Inhibitor screening focusing on the oligomerization state of amyloid aggregation

In a complete amyloid aggregation, monomeric peptides/proteins first form soluble oligomers, following by the formation of large pre-fibrillar and mature fibrillar structures. Both amyloid oligomers and fibrils were found to be toxic to human neural cells. Especially, for the cases of Aβ peptides and Tau protein in Alzheimer’s Disease (AD), soluble oligomers are the most toxic aggregated form. Therefore, identifying antagonists of Aβ/Tau oligomerization is a promising strategy in AD drug discovery. Traditional inhibitor screenings for amyloid aggregation have only focused on ligand-amyloid monomers/fibrils affinity and/or fibrillar formation, but not on the oligomerization process as it is a grant challenge to rational design inhibitors of a cellular process.

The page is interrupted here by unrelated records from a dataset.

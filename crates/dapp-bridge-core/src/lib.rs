pub mod codec;
pub mod config;
pub mod correlator;
pub mod domain;
pub mod error;
pub mod family;
pub mod hardware;
pub mod normalizer;
pub mod orchestrator;
pub mod ports;
pub mod registry;
pub mod state_machine;
pub mod wallet;

pub use codec::{decode, encode, OutboundMessage, CHANNEL_NAME};
pub use config::{BridgeOptions, HardwareOptions, PollPolicy};
pub use correlator::{RequestCorrelator, RequestOutcome, RequestTicket, ResponseWaiter};
pub use domain::{
    ApprovalGrant, AuthorizationKind, BridgeEvent, BridgeEventKind, ChainConfig, ChainId,
    EcRecoverPayload, FeeEstimate, FeeQuery, MessagePayload, NativeCurrency, NormalizedTransaction,
    ProviderConfig, RequestId, ResponsePayload, Secret, SigningPrompt, SwitchChainPayload,
    TokenApproval, TokenApprovalPrompt, TokenMetadata, TransactionKind, TransactionRequest,
    TypedMessagePayload, UnsignedEvmTransaction, WalletAsset, WatchAssetOptions,
    WatchAssetPayload,
};
pub use error::BridgeError;
pub use family::{AssetFamily, DerivationStandard, DerivedAddress};
pub use hardware::{
    classify_device_error, HardwareCoordinator, HardwareErrorKind, HardwareSession,
    SessionHandle, WalletAddressPlan, WalletAddresses,
};
pub use normalizer::{
    detect_token_approval, encode_token_approval, TransactionNormalizer, APPROVE_SELECTOR,
};
pub use orchestrator::BridgeOrchestrator;
pub use ports::{
    ChainDataPort, ContentViewPort, PersistencePort, PortError, PromptPort, SignerPort,
};
pub use registry::{ChainRegistry, SwitchPlan};
pub use state_machine::{hardware_transition, HardwareAction, HardwareState, StateTransition};
pub use wallet::{create_hardware_wallet, CreatedWallet, HardwareWalletRequest, WalletCreationError};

In a recent work, we developed a novel virtual screening (VS) protocol for identification small molecules interfere with the amyloid oligomerization process. The hierarchical VS consisted of docking a ligand to representative oligomers and subsequently performing large-scale atomistic simulations to quantitatively investigate the ability of the ligand in interfering with amyloid oligomerization. We tested the screening protocol using known inhibitors of Aβ and Tau peptides, and the results were consistent with the experimental findings. Thus, we have developed an effective computational protocol to identify the true inhibitors of a cellular process like oligomerization. Additionally, this computational protocol could reveal the molecular mechanism and kinetics of the oligomerization process with/without an inhibitor. A large-scale VS on a subset of ZINC database, which collects commercially-available highly druglike compounds, is ongoing for Tau peptides. We expect to identify a series of inhibitors of Tau oligomerization prior to compound acquisition and Tau-seeding screening.